Looking good so dar, keep us posted. Your pics are just a bit large, you might consider a smaller size. It's all good.


----------



## shellbellc (Sep 17, 2008)

Can't wait to see this finished product!!!


----------



## cowgirl (Sep 17, 2008)

Krusher, that really sounds good. Love chicken alfredo. Can't wait to see how this comes out.


----------



## richtee (Sep 17, 2008)

Sweet idea! Thanks for the inspiration!


----------



## sweet_magnolia (Sep 17, 2008)

Looks good. What time should we show up for lunch?


----------



## dingle (Sep 17, 2008)

Great idea Krusher! Points for originality!


Not allowed to give you more points until I spread some love elsewhere. You got them coming though!!


----------



## sooner fan (Sep 17, 2008)

Krusher,

Man that looks great, can't wait to hear about the finished product.  I think my wife would even like that one.
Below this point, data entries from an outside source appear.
//! Packed pixel colors for LPD8806 strips.
//!
//! The LPD8806 only has 7 bits of brightness per channel, and the data byte
//! for each channel must have its top bit set on the wire. Pixels can be
//! stored in three densities to trade color resolution for RAM:
//!
//! | depth    | bytes | layout                           |
//! |----------|-------|----------------------------------|
//! | `Bits8`  | 1     | `RRRGGGBB`                       |
//! | `Bits16` | 2     | `0RRRRRGG GGGBBBBB` (5:5:5)      |
//! | `Bits24` | 3     | `0GGGGGGG 0RRRRRRR 0BBBBBBB`     |
//!
//! The 24-bit layout is already in the strip's G, R, B order so it can be
//! streamed without being unpacked. The 8 and 16-bit layouts are plain packed
//! integers and are decoded to wire components at transmission time.
//!
//! All conversions are lossy truncations, there is no gamma or color-space
//! handling.

use core::fmt;

use bitfield::bitfield;
use embedded_graphics::pixelcolor::Rgb888;
use embedded_graphics::pixelcolor::RgbColor;

use crate::Error;

/// Mask of the 7 brightness bits in a wire byte.
pub const WIRE_MASK: u8 = 0x7f;

/// Number of bytes used to store one pixel.
#[derive(Clone, Copy, Debug, Default, PartialEq, Eq, PartialOrd, Ord, Hash)]
#[repr(u8)]
pub enum ColorDepth {
    /// An unsupported depth was requested. Nothing is stored or shown.
    Disabled = 0,
    /// 8-bit color, 3:3:2.
    Bits8 = 1,
    /// 15-bit "high color", 5:5:5 in two bytes.
    Bits16 = 2,
    /// 21-bit color, 7:7:7 in three bytes, wire order.
    #[default]
    Bits24 = 3,
}

impl ColorDepth {
    /// Maps a nominal depth to a `ColorDepth`.
    ///
    /// Accepts the byte counts `1`, `2`, `3` and the bit counts `8`, `15`,
    /// `16`, `21`, `24`. Anything else becomes [`ColorDepth::Disabled`].
    pub const fn from_nominal(depth: u8) -> Self {
        match depth {
            1 | 8 => Self::Bits8,
            2 | 15 | 16 => Self::Bits16,
            3 | 21 | 24 => Self::Bits24,
            _ => Self::Disabled,
        }
    }

    /// Like [`ColorDepth::from_nominal`] but rejects unsupported values.
    pub const fn try_from_nominal(depth: u8) -> Result<Self, Error> {
        match Self::from_nominal(depth) {
            Self::Disabled => Err(Error::InvalidColorDepth(depth)),
            depth => Ok(depth),
        }
    }

    pub const fn bytes_per_pixel(self) -> usize {
        self as usize
    }

    pub const fn is_enabled(self) -> bool {
        !matches!(self, Self::Disabled)
    }
}

impl From<u8> for ColorDepth {
    fn from(depth: u8) -> Self {
        Self::from_nominal(depth)
    }
}

impl fmt::Display for ColorDepth {
    fn fmt(&self, f: &mut fmt::Formatter<'_>) -> fmt::Result {
        match self {
            Self::Disabled => write!(f, "disabled"),
            Self::Bits8 => write!(f, "8-bit"),
            Self::Bits16 => write!(f, "16-bit"),
            Self::Bits24 => write!(f, "24-bit"),
        }
    }
}

#[cfg(feature = "defmt")]
impl defmt::Format for ColorDepth {
    fn format(&self, f: defmt::Formatter) {
        match self {
            Self::Disabled => defmt::write!(f, "disabled"),
            Self::Bits8 => defmt::write!(f, "8-bit"),
            Self::Bits16 => defmt::write!(f, "16-bit"),
            Self::Bits24 => defmt::write!(f, "24-bit"),
        }
    }
}

bitfield! {
    /// An 8-bit packed color, `RRRGGGBB`.
    #[derive(Clone, Copy, Default, PartialEq, Eq)]
    #[repr(transparent)]
    pub struct Color8(u8);
    impl Debug;
    pub red, set_red: 7, 5;
    pub green, set_green: 4, 2;
    pub blue, set_blue: 1, 0;
}

bitfield! {
    /// A 15-bit packed color in a `u16`, `0RRRRRGG GGGBBBBB`.
    #[derive(Clone, Copy, Default, PartialEq, Eq)]
    #[repr(transparent)]
    pub struct Color16(u16);
    impl Debug;
    pub red, set_red: 14, 10;
    pub green, set_green: 9, 5;
    pub blue, set_blue: 4, 0;
}

impl Color8 {
    /// Packs 8-bit components, keeping the top 3:3:2 bits.
    pub const fn from_rgb(r: u8, g: u8, b: u8) -> Self {
        Self((r & 0b1110_0000) | (g & 0b1110_0000) >> 3 | (b & 0b1100_0000) >> 6)
    }
}

impl Color16 {
    /// Packs 8-bit components, keeping the top 5 bits of each.
    pub const fn from_rgb(r: u8, g: u8, b: u8) -> Self {
        Self(
            ((r & 0b1111_1000) as u16) << 7
                | ((g & 0b1111_1000) as u16) << 2
                | ((b & 0b1111_1000) as u16) >> 3,
        )
    }
}

// Component extractors. Each returns the channel as a wire-range value
// (0..=127) with the surviving bits in the high positions.

pub fn red8(c8: u8) -> u8 {
    Color8(c8).red() << 4
}

pub fn green8(c8: u8) -> u8 {
    Color8(c8).green() << 4
}

pub fn blue8(c8: u8) -> u8 {
    Color8(c8).blue() << 5
}

pub fn red16(c16: u16) -> u8 {
    (Color16(c16).red() << 2) as u8
}

pub fn green16(c16: u16) -> u8 {
    (Color16(c16).green() << 2) as u8
}

pub fn blue16(c16: u16) -> u8 {
    (Color16(c16).blue() << 2) as u8
}

/// Packs R, G, B components for the given depth.
///
/// The 24-bit result is in wire order, `0x00GGRRBB`, with each byte holding
/// the top 7 bits of its channel.
pub const fn pack(depth: ColorDepth, r: u8, g: u8, b: u8) -> u32 {
    match depth {
        ColorDepth::Disabled => 0,
        ColorDepth::Bits8 => Color8::from_rgb(r, g, b).0 as u32,
        ColorDepth::Bits16 => Color16::from_rgb(r, g, b).0 as u32,
        ColorDepth::Bits24 => {
            ((g >> 1) as u32) << 16 | ((r >> 1) as u32) << 8 | (b >> 1) as u32
        }
    }
}

/// Packs a `0xRRGGBB` color for the given depth.
pub const fn pack_rgb24(depth: ColorDepth, color: u32) -> u32 {
    pack(depth, (color >> 16) as u8, (color >> 8) as u8, color as u8)
}

/// Packs an `embedded-graphics` color for the given depth.
pub fn pack_rgb888(depth: ColorDepth, color: Rgb888) -> u32 {
    pack(depth, color.r(), color.g(), color.b())
}

/// Widens an 8-bit packed color into the 5:5:5 layout.
///
/// Each channel lands in the high bits of its 5-bit field, the low bits are
/// zero.
pub fn color8_to_16(c8: u8) -> u16 {
    let c8 = Color8(c8);
    let mut c16 = Color16(0);
    c16.set_red((c8.red() as u16) << 2);
    c16.set_green((c8.green() as u16) << 2);
    c16.set_blue((c8.blue() as u16) << 3);
    c16.0
}

/// Lifts a packed color of the given depth into the 24-bit wire layout.
pub fn to_grb(depth: ColorDepth, packed: u32) -> u32 {
    let mut bytes = [0u8; 3];
    store(depth, packed, &mut bytes);
    let [g, r, b] = decode_grb(depth, &bytes);
    (g as u32) << 16 | (r as u32) << 8 | b as u32
}

/// Writes a packed color into a pixel slot of `depth.bytes_per_pixel()`
/// bytes. Multi-byte colors are stored most significant byte first.
pub fn store(depth: ColorDepth, packed: u32, slot: &mut [u8]) {
    match depth {
        ColorDepth::Disabled => {}
        ColorDepth::Bits8 => slot[0] = packed as u8,
        ColorDepth::Bits16 => {
            slot[0] = (packed >> 8) as u8;
            slot[1] = packed as u8;
        }
        ColorDepth::Bits24 => {
            slot[0] = (packed >> 16) as u8;
            slot[1] = (packed >> 8) as u8;
            slot[2] = packed as u8;
        }
    }
}

/// Decodes a stored pixel slot into wire-range components, in G, R, B order.
pub fn decode_grb(depth: ColorDepth, slot: &[u8]) -> [u8; 3] {
    match depth {
        ColorDepth::Disabled => [0; 3],
        ColorDepth::Bits8 => [green8(slot[0]), red8(slot[0]), blue8(slot[0])],
        ColorDepth::Bits16 => {
            let c16 = u16::from_be_bytes([slot[0], slot[1]]);
            [green16(c16), red16(c16), blue16(c16)]
        }
        ColorDepth::Bits24 => [
            slot[0] & WIRE_MASK,
            slot[1] & WIRE_MASK,
            slot[2] & WIRE_MASK,
        ],
    }
}

/// Approximates the packed color a stored slot was set from.
///
/// Components are shifted up one bit from wire range and re-packed with
/// `depth`. This does not round-trip exactly: the low bits lost on the way
/// in are not recovered.
pub fn repack(depth: ColorDepth, slot: &[u8]) -> u32 {
    let [g, r, b] = decode_grb(depth, slot);
    pack(depth, r << 1, g << 1, b << 1)
}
One question, did you grind the chicken yourself or can you find ground chicken at the store?  If you grind it yourself how do you do it?  Do you add anything to it to help hold it together?  Could it be done in a food processor since I don't have a grinder?  I would like to try this or something similar.


----------



## krusher (Sep 17, 2008)

sooner,

you can get ground chicken at your grocery store ( at least I can ), I get it at Kroger, it's not with the other chicken, it is with the ground beef.  I am not sure why but that is where it as atleast at my store.  I did'nt put anything else in with it, I thought about it but figured I would take my chances and it seems to be holding together just fine.
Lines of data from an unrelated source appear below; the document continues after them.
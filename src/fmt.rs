//! Logging shim.
//!
//! Forwards to `defmt` or `log` depending on the enabled feature. With
//! neither enabled the macros evaluate their arguments by reference and
//! compile to nothing.
#![macro_use]
#![allow(unused_macros)]

#[cfg(all(feature = "defmt", feature = "log"))]
compile_error!("You may not enable both `defmt` and `log` features.");

cfg_if::cfg_if! {
    if #[cfg(feature = "defmt")] {
        macro_rules! trace {
            ($s:literal $(, $x:expr)* $(,)?) => {
                ::defmt::trace!($s $(, $x)*)
            };
        }

        macro_rules! debug {
            ($s:literal $(, $x:expr)* $(,)?) => {
                ::defmt::debug!($s $(, $x)*)
            };
        }

        macro_rules! warn {
            ($s:literal $(, $x:expr)* $(,)?) => {
                ::defmt::warn!($s $(, $x)*)
            };
        }
    } else if #[cfg(feature = "log")] {
        macro_rules! trace {
            ($s:literal $(, $x:expr)* $(,)?) => {
                ::log::trace!($s $(, $x)*)
            };
        }

        macro_rules! debug {
            ($s:literal $(, $x:expr)* $(,)?) => {
                ::log::debug!($s $(, $x)*)
            };
        }

        macro_rules! warn {
            ($s:literal $(, $x:expr)* $(,)?) => {
                ::log::warn!($s $(, $x)*)
            };
        }
    } else {
        macro_rules! trace {
            ($s:literal $(, $x:expr)* $(,)?) => {{
                let _ = ($( & $x ),*);
            }};
        }

        macro_rules! debug {
            ($s:literal $(, $x:expr)* $(,)?) => {{
                let _ = ($( & $x ),*);
            }};
        }

        macro_rules! warn {
            ($s:literal $(, $x:expr)* $(,)?) => {{
                let _ = ($( & $x ),*);
            }};
        }
    }
}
temp. is 151 right now, so I wil have some pics in a little bit.

By the way, perdue is the only brand of ground chicken that they have, so I would say if your store has perdue they probably have ground chicken.
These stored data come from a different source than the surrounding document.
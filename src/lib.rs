//! Driver for LPD8806 based RGB LED strips.
//!
//! The LPD8806 is a two wire (data + clock) chip where each LED driver
//! consumes the first three bytes it sees (green, red, blue) and passes
//! everything after that down the chain. Color bytes always have their top
//! bit set; a zero byte resets the pass-through state. A zero byte only
//! travels 32 LEDs, so a strip of `n` LEDs needs `ceil(n / 32)` of them after
//! every frame. Sending fewer looks fine on the first frame and silently
//! drops data at the end of the strip on the next one.
//!
//! The driver writes colors into a caller-owned pixel buffer and streams it
//! out either over an `embedded-hal` [`SpiBus`](embedded_hal::spi::SpiBus) or
//! by toggling two [`OutputPin`](embedded_hal::digital::OutputPin)s.
//!
//! # Example
//! ```rust,no_run
//! # fn demo<SPI: embedded_hal::spi::SpiBus>(spi: SPI) -> Result<(), lpd8806::Error> {
//! use lpd8806::ColorDepth;
//! use lpd8806::Lpd8806;
//!
//! const LEDS: u16 = 64;
//! let mut pixels = [0u8; lpd8806::compute_buffer_size(LEDS, ColorDepth::Bits16)];
//!
//! let mut strip = Lpd8806::new_spi(LEDS, spi)
//!     .with_color_depth(ColorDepth::Bits16)
//!     .with_buffer(&mut pixels);
//! strip.begin()?;
//!
//! strip.set_pixel_rgb(0, 255, 0, 0);
//! strip.set_pixel_rgb(1, 0, 255, 0);
//! strip.show()?;
//! # Ok(())
//! # }
//! ```
//!
//! # Features
//! - `log`: log through the `log` crate.
//! - `defmt`: log through `defmt` and implement `defmt::Format` for public
//!   types.
#![no_std]

// This mod MUST go first, so that the others see its macros.
pub(crate) mod fmt;

pub mod color;
pub mod gpio;
pub mod output;
pub mod spi;
pub mod strip;

#[cfg(test)]
mod testing;

use core::fmt::Display;
use core::fmt::Formatter;

use embedded_graphics::pixelcolor::Rgb888;

pub use color::ColorDepth;
pub use output::NoPin;
pub use output::NoSpi;
pub use output::Output;
pub use strip::compute_buffer_size;
pub use strip::compute_latch_bytes;
pub use strip::Lpd8806;

pub type Color = Rgb888;

/// Errors reported by the driver.
#[derive(Clone, Copy, Debug, PartialEq, Eq)]
pub enum Error {
    /// The SPI bus failed a write or flush.
    Spi(embedded_hal::spi::ErrorKind),
    /// A data or clock pin could not be driven.
    Pin(embedded_hal::digital::ErrorKind),
    /// No pixel buffer has been attached.
    NoBuffer,
    /// The pixel buffer is shorter than the strip needs.
    BufferTooSmall { expected: usize, actual: usize },
    /// The color depth is [`ColorDepth::Disabled`].
    ColorDepthDisabled,
    /// A nominal color depth that is not one of 1, 2, 3, 8, 15, 16, 21, 24.
    InvalidColorDepth(u8),
}

impl Error {
    pub(crate) fn spi<E: embedded_hal::spi::Error>(e: E) -> Self {
        Self::Spi(e.kind())
    }

    pub(crate) fn pin<E: embedded_hal::digital::Error>(e: E) -> Self {
        Self::Pin(e.kind())
    }
}

impl Display for Error {
    fn fmt(&self, f: &mut Formatter<'_>) -> core::fmt::Result {
        match self {
            Self::Spi(kind) => write!(f, "SPI error: {kind}"),
            Self::Pin(kind) => write!(f, "pin error: {kind}"),
            Self::NoBuffer => write!(f, "no pixel buffer"),
            Self::BufferTooSmall { expected, actual } => write!(
                f,
                "pixel buffer too small: expected {expected} bytes, got {actual}"
            ),
            Self::ColorDepthDisabled => write!(f, "color depth is disabled"),
            Self::InvalidColorDepth(depth) => write!(f, "invalid color depth: {depth}"),
        }
    }
}

impl core::error::Error for Error {}

#[cfg(feature = "defmt")]
impl defmt::Format for Error {
    fn format(&self, f: defmt::Formatter) {
        match self {
            Self::Spi(kind) => defmt::write!(f, "SPI error: {}", defmt::Debug2Format(kind)),
            Self::Pin(kind) => defmt::write!(f, "pin error: {}", defmt::Debug2Format(kind)),
            Self::NoBuffer => defmt::write!(f, "no pixel buffer"),
            Self::BufferTooSmall { expected, actual } => defmt::write!(
                f,
                "pixel buffer too small: expected {} bytes, got {}",
                expected,
                actual
            ),
            Self::ColorDepthDisabled => defmt::write!(f, "color depth is disabled"),
            Self::InvalidColorDepth(depth) => defmt::write!(f, "invalid color depth: {}", depth),
        }
    }
}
hope this helps you out and if you need anymore help just ask the fine folks on this forum and they will give you all the answers that you need.


----------



## krusher (Sep 17, 2008)

here it is all done and I gotta tell you that was the best fatty that I have made yet, real good flavor and no blowout at all. And the sauce I put on the outside seemed to keep the chicken pretty moist. This is definately a do over for me.

I tried to get the pics smaller, loods like I did with one of them, I'll work on getting all of them from know on.

thanks for the points and kind words from everyone as well.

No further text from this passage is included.